Autonomy is not a yes/no; it’s bounded by how fast you can detect and recover from bad behavior.
For any unattended agent:
- Define SLOs / guard metrics (error rates, anomaly thresholds, financial deltas, etc)
- Define kill switches + rollback (who can hit them and how)
- Wire alerts to actual humans with enough context to act
No monitoring = no autonomy. “Set and forget” cognition is how you get surprise, expensive art projects in prod.
rule 6 — interpretability over vibes
We wrap black boxes in white-box workflows.
You will not get perfect “explainability” from LLMs. That’s fine.
For high-stakes use (money, safety, infra, compliance, brand), you still owe:
- Replayable traces (see rule 1)
- Visible decision paths:
- Which tools it called
- Which checks it passed/failed
- What constraints it was running under
- Rationales tied to observable facts (“because X was true, we chose Y”)
We don’t need to peek inside the model’s weights. We do need to understand the container we put it in.
rule 7 — socio-technical, not tech-only
Culture is part of the runtime.
Agents don’t live “in isolation.” They live inside orgs with incentives, politics, and human failure modes.
Grown-up deployments answer:
- Who is trained to design, operate, and debug this?
- What rituals support it? (reviews, standups, postmortems)
- What incentives shape behavior? (“ship or die” vs “safe + fast”)
- What happens when someone says “this feels wrong”?
There is no tooling that can save an org whose culture punishes people for pulling the brake. You can’t tech your way out of cowardly leadership.
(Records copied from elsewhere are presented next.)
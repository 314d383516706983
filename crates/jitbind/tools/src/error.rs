//! Error types for the jitbind tools

use jitbind_codegen::GenerationError;
use jitbind_common::SchemaError;
use std::path::PathBuf;
use thiserror::Error;

#[derive(Error, Debug)]
pub enum ToolError {
    #[error("Failed to read {}: {source}", .path.display())]
    Read {
        path: PathBuf,
        #[source]
        source: std::io::Error,
    },

    #[error("Invalid configuration file {}: {message}", .path.display())]
    Config { path: PathBuf, message: String },

    #[error("Invalid API description: {0}")]
    Schema(#[from] SchemaError),

    #[error("Generation failed: {0}")]
    Generation(#[from] GenerationError),

    #[error("Failed to write artifacts for {}", .0.join(", "))]
    Write(Vec<String>),

    #[error("Serialization error: {0}")]
    Serialization(#[from] serde_json::Error),
}

/// Result type for tool operations
pub type ToolResult<T> = Result<T, ToolError>;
rule 8 — minimal necessary agency (principle of least agency)
Don’t summon a demigod when you just needed a calculator.
Just because you can jam a general agent into something doesn’t mean you should.
For every use case, ask:
- Can this be a narrow tool instead of a general “do anything” agent?
- Can we restrict:
- Domains
- Actions
- Time budget
- Data access
- Downstream systems it can touch
We default to minimal necessary agency. Generality is an escalation, not a starting point.
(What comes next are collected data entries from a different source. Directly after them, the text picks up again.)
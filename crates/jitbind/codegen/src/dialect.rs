// Dotlanth
// Copyright (C) 2025 Synerthink

// This program is free software: you can redistribute it and/or modify
// it under the terms of the GNU Affero General Public License as published by
// the Free Software Foundation, either version 3 of the License, or
// (at your option) any later version.

// This program is distributed in the hope that it will be useful,
// but WITHOUT ANY WARRANTY; without even the implied warranty of
// MERCHANTABILITY or FITNESS FOR A PARTICULAR PURPOSE.  See the
// GNU Affero General Public License for more details.

// You should have received a copy of the GNU Affero General Public License
// along with this program.  If not, see <http://www.gnu.org/licenses/>.

//! Output dialects

use crate::error::GenerationError;
use serde::{Deserialize, Serialize};
use std::fmt;
use std::str::FromStr;

/// One of the two output code shapes generated from the same schema
#[derive(Debug, Clone, Copy, PartialEq, Eq, Hash, Serialize, Deserialize)]
#[serde(rename_all = "snake_case")]
pub enum Dialect {
    /// C structs plus free functions
    Flat,
    /// C++ classes with native inheritance
    ObjectOriented,
}

impl Dialect {
    pub const ALL: [Dialect; 2] = [Dialect::Flat, Dialect::ObjectOriented];

    pub fn header_extension(self) -> &'static str {
        match self {
            Self::Flat => "h",
            Self::ObjectOriented => "hpp",
        }
    }

    /// Both dialects compile their bodies as C++
    pub fn body_extension(self) -> &'static str {
        "cpp"
    }

    /// Output subdirectory for artifacts of this dialect
    pub fn directory(self) -> &'static str {
        match self {
            Self::Flat => "c",
            Self::ObjectOriented => "cpp",
        }
    }

    pub fn is_flat(self) -> bool {
        self == Self::Flat
    }
}

impl fmt::Display for Dialect {
    fn fmt(&self, f: &mut fmt::Formatter<'_>) -> fmt::Result {
        match self {
            Self::Flat => f.write_str("flat"),
            Self::ObjectOriented => f.write_str("oo"),
        }
    }
}

impl FromStr for Dialect {
    type Err = GenerationError;

    fn from_str(s: &str) -> Result<Self, Self::Err> {
        match s.to_ascii_lowercase().as_str() {
            "flat" | "c" => Ok(Self::Flat),
            "oo" | "object_oriented" | "cpp" => Ok(Self::ObjectOriented),
            other => Err(GenerationError::ConfigurationError(format!("Unknown dialect: {other}"))),
        }
    }
}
rule 9 — fail loudly, recover gracefully
No silent corruption.
Bad things will happen. The question is whether you:
- Notice
- Contain
- Learn
Grown-up behavior:
- Detect anomalies quickly (rule 5)
- Page the right humans
- Preserve evidence: traces, diffs, environment
- Run blameless postmortems that include the agent’s behavior, the human decisions, and the guardrails that failed
Then you update:
- Evals
- Guardrails
- Docs/runbooks
- Training material
- Maybe the covenant itself
Every agent-related failure becomes training data for both humans and systems.
rule 10 — multi-horizon ethics
Optimize today without poisoning tomorrow.
You’re not just responsible for the next quarter.
Grown-up deployments consider:
- Now: speed, savings, quality
- Mid-term:
- Skill atrophy (“are we forgetting how to do this without agents?”)
- Organizational drift (“does this incentive people to cut corners?”)
- Dependency risk (“what happens when this goes down?”)
- Long term:
- Are we building systems that:
- Can be audited?
- Can be handed to the next generation without them needing a séance?
- Concentrate power into opaque stacks?
- Are we building systems that:
You don’t have to be a saint. You do have to stop trading systemic integrity for a little line-go-up dopamine.
If you can’t meet these rules, say so out loud.
Just don’t pretend you’re doing “responsible AI.”